Saved entries:

━━━━━━━━━━━━━━━━

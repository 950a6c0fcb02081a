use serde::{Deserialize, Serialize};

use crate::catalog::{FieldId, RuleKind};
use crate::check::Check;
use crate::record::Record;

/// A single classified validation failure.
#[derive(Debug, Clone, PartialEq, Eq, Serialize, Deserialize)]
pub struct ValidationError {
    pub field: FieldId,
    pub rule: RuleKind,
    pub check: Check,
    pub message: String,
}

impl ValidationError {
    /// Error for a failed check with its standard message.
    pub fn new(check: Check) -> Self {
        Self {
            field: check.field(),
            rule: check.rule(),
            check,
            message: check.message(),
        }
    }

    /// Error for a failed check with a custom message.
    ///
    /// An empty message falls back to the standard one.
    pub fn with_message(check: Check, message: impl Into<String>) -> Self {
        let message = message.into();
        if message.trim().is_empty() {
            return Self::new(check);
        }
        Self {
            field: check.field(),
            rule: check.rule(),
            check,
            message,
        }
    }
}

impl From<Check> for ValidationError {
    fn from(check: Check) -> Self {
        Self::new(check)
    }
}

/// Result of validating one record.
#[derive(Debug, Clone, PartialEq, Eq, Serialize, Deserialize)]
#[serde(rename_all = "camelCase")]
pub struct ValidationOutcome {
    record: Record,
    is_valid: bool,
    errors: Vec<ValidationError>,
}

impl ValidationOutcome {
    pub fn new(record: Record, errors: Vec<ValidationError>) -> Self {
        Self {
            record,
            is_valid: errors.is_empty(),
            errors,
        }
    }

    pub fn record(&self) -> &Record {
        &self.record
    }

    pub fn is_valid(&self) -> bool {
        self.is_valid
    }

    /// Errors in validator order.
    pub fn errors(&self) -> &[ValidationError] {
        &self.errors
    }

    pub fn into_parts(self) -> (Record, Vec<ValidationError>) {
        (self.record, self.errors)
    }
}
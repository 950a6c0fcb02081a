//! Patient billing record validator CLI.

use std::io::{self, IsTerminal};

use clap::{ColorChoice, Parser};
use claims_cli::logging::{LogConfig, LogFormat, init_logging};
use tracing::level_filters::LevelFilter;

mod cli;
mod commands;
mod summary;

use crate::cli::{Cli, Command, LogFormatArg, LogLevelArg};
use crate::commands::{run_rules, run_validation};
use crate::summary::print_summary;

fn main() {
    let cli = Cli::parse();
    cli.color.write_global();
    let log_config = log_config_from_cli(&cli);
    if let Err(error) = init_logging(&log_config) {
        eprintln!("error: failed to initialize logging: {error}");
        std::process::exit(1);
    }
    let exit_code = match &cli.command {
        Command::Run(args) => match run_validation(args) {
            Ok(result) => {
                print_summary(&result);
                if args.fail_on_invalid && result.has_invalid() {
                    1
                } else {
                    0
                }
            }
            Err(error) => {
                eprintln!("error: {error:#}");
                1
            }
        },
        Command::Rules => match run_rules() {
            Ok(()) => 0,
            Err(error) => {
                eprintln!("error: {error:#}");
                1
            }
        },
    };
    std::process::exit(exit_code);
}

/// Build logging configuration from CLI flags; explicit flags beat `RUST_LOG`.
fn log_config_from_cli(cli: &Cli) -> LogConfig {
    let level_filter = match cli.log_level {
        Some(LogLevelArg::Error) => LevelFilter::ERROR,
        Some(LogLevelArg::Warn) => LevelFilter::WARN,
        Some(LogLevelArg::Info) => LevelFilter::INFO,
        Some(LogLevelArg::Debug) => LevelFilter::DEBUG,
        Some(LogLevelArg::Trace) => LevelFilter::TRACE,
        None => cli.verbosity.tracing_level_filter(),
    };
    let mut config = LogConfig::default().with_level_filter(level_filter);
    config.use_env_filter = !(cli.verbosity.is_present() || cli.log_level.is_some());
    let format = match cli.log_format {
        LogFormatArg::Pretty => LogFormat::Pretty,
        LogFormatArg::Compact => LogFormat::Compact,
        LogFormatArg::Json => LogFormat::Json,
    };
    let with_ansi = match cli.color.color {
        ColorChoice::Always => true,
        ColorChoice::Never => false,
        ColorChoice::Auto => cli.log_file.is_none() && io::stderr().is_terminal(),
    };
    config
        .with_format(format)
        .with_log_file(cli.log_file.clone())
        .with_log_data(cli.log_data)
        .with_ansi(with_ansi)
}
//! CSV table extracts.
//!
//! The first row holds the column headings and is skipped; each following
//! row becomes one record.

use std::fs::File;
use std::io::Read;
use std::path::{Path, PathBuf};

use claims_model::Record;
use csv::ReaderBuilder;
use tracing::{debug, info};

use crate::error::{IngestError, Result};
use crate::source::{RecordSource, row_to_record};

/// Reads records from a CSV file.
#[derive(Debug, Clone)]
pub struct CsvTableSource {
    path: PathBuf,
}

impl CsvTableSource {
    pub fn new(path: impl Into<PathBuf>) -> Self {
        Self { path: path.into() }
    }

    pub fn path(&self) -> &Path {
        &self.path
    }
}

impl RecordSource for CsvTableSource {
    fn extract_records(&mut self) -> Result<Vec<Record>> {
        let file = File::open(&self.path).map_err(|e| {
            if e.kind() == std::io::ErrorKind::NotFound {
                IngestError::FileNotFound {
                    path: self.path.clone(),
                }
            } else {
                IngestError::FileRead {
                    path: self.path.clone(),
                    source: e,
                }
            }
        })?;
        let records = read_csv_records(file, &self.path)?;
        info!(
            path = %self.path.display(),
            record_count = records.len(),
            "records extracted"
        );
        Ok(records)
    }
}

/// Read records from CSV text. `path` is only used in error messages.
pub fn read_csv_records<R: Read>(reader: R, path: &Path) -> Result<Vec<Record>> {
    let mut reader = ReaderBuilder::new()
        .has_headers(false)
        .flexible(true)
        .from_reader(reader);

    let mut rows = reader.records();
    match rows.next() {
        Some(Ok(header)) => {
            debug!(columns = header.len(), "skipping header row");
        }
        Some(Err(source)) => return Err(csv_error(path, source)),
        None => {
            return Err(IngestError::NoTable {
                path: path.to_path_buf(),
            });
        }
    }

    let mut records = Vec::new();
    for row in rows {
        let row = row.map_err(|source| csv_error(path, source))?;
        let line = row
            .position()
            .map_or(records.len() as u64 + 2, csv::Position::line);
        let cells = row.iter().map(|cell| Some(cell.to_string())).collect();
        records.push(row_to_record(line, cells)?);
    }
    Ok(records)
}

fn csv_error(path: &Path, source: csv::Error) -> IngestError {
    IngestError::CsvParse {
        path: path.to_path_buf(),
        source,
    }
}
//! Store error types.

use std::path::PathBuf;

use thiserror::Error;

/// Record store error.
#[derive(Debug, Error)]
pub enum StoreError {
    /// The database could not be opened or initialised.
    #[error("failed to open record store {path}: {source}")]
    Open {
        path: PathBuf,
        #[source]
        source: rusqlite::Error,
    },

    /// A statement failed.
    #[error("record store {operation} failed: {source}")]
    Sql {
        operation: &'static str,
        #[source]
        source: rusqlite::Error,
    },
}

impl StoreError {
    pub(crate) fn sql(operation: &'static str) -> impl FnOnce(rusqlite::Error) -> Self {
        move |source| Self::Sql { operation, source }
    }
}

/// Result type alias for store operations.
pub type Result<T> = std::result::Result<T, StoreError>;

━━━━━━━━━━━━━━━━

What you should do: Locate the word "IngestError" in the entries, and copy every line where it is found.

Response to this task:
use crate::error::{IngestError, Result};
                IngestError::FileNotFound {
                IngestError::FileRead {
            return Err(IngestError::NoTable {
fn csv_error(path: &Path, source: csv::Error) -> IngestError {
    IngestError::CsvParse {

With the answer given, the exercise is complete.